Le temps : elle le façonne. À sa manière. En amour, en combat, en conviction, en colère, en apprentissage, en recommencements, en coups de foudre, en doutes, en paniques -toujours surmontées, comme si elle était l’inventeuse de l’adrénaline- en tentatives perpétuelles d’être juste selon son état d’âme et son sentiment haut porté de la fidélité, en assistante sociale underground des cas d’espèces, en ivresses où l’on perd tout, sauf le sens de la navigation solitaire, en orpheline qui apprend à ne pas l’être, ou qui croyait l’être, en verbes hauts et tranchés, en mots directs, uppercuts nécessaires pour défendre sa peau, la peau de celles ou ceux qui lui sont chers. En éclats. Et en errances quelques fois.
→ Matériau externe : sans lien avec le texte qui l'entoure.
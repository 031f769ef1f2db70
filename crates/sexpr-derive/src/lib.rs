//! Derive macros for sexpr.
//!
//! `#[derive(Record)]` implements `sexpr::Record` and `sexpr::Encode` for a
//! struct with named fields.
//!
//! - `#[sexp(coding = "alist")]` / `#[sexp(coding = "plist")]` on the struct
//!   picks the rendering mode (alist when absent).
//! - `#[sexp(name = "key")]` on a field overrides its key. Only the text
//!   before the first comma is used.
//! - `#[sexp(skip)]` hides a `pub` field.
//!
//! - `#[sexp(crate = "path")]` on the struct sets the path to the `sexpr`
//!   crate (default `::sexpr`), for renamed dependencies or code inside
//!   `sexpr` itself.
//!
//! Only `pub` fields are rendered. Other fields are ignored entirely and do
//! not need to implement `Encode`. Raw identifiers lose their `r#` prefix:
//! `pub r#type` is keyed `type`.

use proc_macro::TokenStream;
use quote::quote;
use syn::ext::IdentExt;
use syn::{Data, DeriveInput, Fields, LitStr, Visibility, parse_macro_input, parse_quote};

#[proc_macro_derive(Record, attributes(sexp))]
pub fn derive_record(input: TokenStream) -> TokenStream {
    let input = parse_macro_input!(input as DeriveInput);
    expand(input)
        .unwrap_or_else(syn::Error::into_compile_error)
        .into()
}

struct FieldSpec {
    ident: syn::Ident,
    ty: syn::Type,
    tag: Option<String>,
    exported: bool,
}

fn expand(input: DeriveInput) -> syn::Result<proc_macro2::TokenStream> {
    let name = &input.ident;
    let name_str = name.unraw().to_string();
    let StructAttrs { coding, krate } = struct_attrs(&input)?;

    let fields = match &input.data {
        Data::Struct(data) => match &data.fields {
            Fields::Named(named) => named
                .named
                .iter()
                .map(field_spec)
                .collect::<syn::Result<Vec<_>>>()?,
            Fields::Unit => Vec::new(),
            Fields::Unnamed(_) => {
                return Err(syn::Error::new_spanned(
                    name,
                    "Record can only be derived for structs with named fields",
                ));
            }
        },
        _ => {
            return Err(syn::Error::new_spanned(
                name,
                "Record can only be derived for structs",
            ));
        }
    };

    let coding_call = coding.map(|c| quote! { .coding_tag(#c) });
    let field_calls = fields.iter().map(|f| {
        let field_name = f.ident.unraw().to_string();
        match (&f.tag, f.exported) {
            (_, false) => quote! { .private_field(#field_name) },
            (Some(tag), true) => quote! { .field_tagged(#field_name, #tag) },
            (None, true) => quote! { .field(#field_name) },
        }
    });
    let field_arms = fields
        .iter()
        .enumerate()
        .filter(|(_, f)| f.exported)
        .map(|(index, f)| {
            let ident = &f.ident;
            quote! { #index => ::core::option::Option::Some(&self.#ident), }
        });

    // Bound only fields that mention type parameters; bounding concrete
    // types breaks self-referential records.
    let params: Vec<String> = input
        .generics
        .type_params()
        .map(|p| p.ident.to_string())
        .collect();
    let mut generics = input.generics.clone();
    {
        let where_clause = generics.make_where_clause();
        for f in fields.iter().filter(|f| f.exported) {
            let ty = &f.ty;
            if mentions_any(quote!(#ty), &params) {
                where_clause
                    .predicates
                    .push(parse_quote! { #ty: #krate::Encode });
            }
        }
    }
    let (impl_generics, ty_generics, where_clause) = generics.split_for_impl();

    Ok(quote! {
        impl #impl_generics #krate::Record for #name #ty_generics #where_clause {
            fn descriptor(&self) -> &#krate::RecordDescriptor {
                static DESCRIPTOR: ::std::sync::OnceLock<#krate::RecordDescriptor> =
                    ::std::sync::OnceLock::new();
                DESCRIPTOR.get_or_init(|| {
                    #krate::RecordDescriptor::builder(#name_str)
                        #coding_call
                        #(#field_calls)*
                        .build()
                })
            }

            fn field(&self, index: usize) -> ::core::option::Option<&dyn #krate::Encode> {
                match index {
                    #(#field_arms)*
                    _ => ::core::option::Option::None,
                }
            }
        }

        impl #impl_generics #krate::Encode for #name #ty_generics #where_clause {
            fn classify(&self) -> #krate::Category<'_> {
                #krate::Category::Record(self)
            }
        }
    })
}

fn mentions_any(tokens: proc_macro2::TokenStream, idents: &[String]) -> bool {
    tokens.into_iter().any(|tree| match tree {
        proc_macro2::TokenTree::Ident(ident) => idents.iter().any(|i| ident == i),
        proc_macro2::TokenTree::Group(group) => mentions_any(group.stream(), idents),
        _ => false,
    })
}

struct StructAttrs {
    coding: Option<String>,
    krate: syn::Path,
}

/// Read `#[sexp(coding = "...", crate = "...")]` from the struct attributes.
fn struct_attrs(input: &DeriveInput) -> syn::Result<StructAttrs> {
    let mut coding = None;
    let mut krate: syn::Path = parse_quote!(::sexpr);
    for attr in input.attrs.iter().filter(|a| a.path().is_ident("sexp")) {
        attr.parse_nested_meta(|meta| {
            if meta.path.is_ident("coding") {
                let lit: LitStr = meta.value()?.parse()?;
                match lit.value().as_str() {
                    "alist" | "plist" => coding = Some(lit.value()),
                    other => {
                        return Err(syn::Error::new_spanned(
                            &lit,
                            format!("unknown coding `{other}`, expected \"alist\" or \"plist\""),
                        ));
                    }
                }
                Ok(())
            } else if meta.path.is_ident("crate") {
                let lit: LitStr = meta.value()?.parse()?;
                krate = lit.parse()?;
                Ok(())
            } else {
                Err(meta.error("unsupported sexp attribute, expected `coding` or `crate`"))
            }
        })?;
    }
    Ok(StructAttrs { coding, krate })
}

fn field_spec(field: &syn::Field) -> syn::Result<FieldSpec> {
    let mut tag = None;
    let mut skip = false;
    for attr in field.attrs.iter().filter(|a| a.path().is_ident("sexp")) {
        attr.parse_nested_meta(|meta| {
            if meta.path.is_ident("name") {
                let lit: LitStr = meta.value()?.parse()?;
                tag = Some(lit.value());
                Ok(())
            } else if meta.path.is_ident("skip") {
                skip = true;
                Ok(())
            } else {
                Err(meta.error("unsupported sexp attribute, expected `name` or `skip`"))
            }
        })?;
    }

    let ident = field
        .ident
        .clone()
        .ok_or_else(|| syn::Error::new_spanned(field, "expected a named field"))?;
    // pub(crate) and friends are not part of the public shape.
    let exported = matches!(field.vis, Visibility::Public(_)) && !skip;

    Ok(FieldSpec {
        ident,
        ty: field.ty.clone(),
        tag,
        exported,
    })
}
Juste un peu.

Yuna est ainsi, une sorte de successions de ciels, donc de cieux, en perpétuels révolutions, malmenés, calmes puis agités, clairs et obscurs, avec des pénombres enlacées. C’est là qu’elle devient DJ, rare femme où les petits ou grands mecs sont rois, qu’elle devance sans cesse, parce qu’elle a un duende particulier, cette sorte d’instinct rare, cette amplitude du sensible et du goût, cette capacité unique de l’altérité, sans leurre, sans barouf, juste avec la vérité vraie de quelqu’un qui cherche l’autre, les autres, jusqu’à la moelle, jusqu’à l’os, jusqu’au cœur.

En 2010, elle rejoint le collectif des Ateliers du Vent à Rennes, qui développe, une aventure artistique hors normes, où se croisent théâtre, musique, écriture, arts plastiques… Des gens merveilleux. Et un lieu où elle se sent à merveille !!!

Yuna, tout ce temps-là, est devenue Wonderbraz.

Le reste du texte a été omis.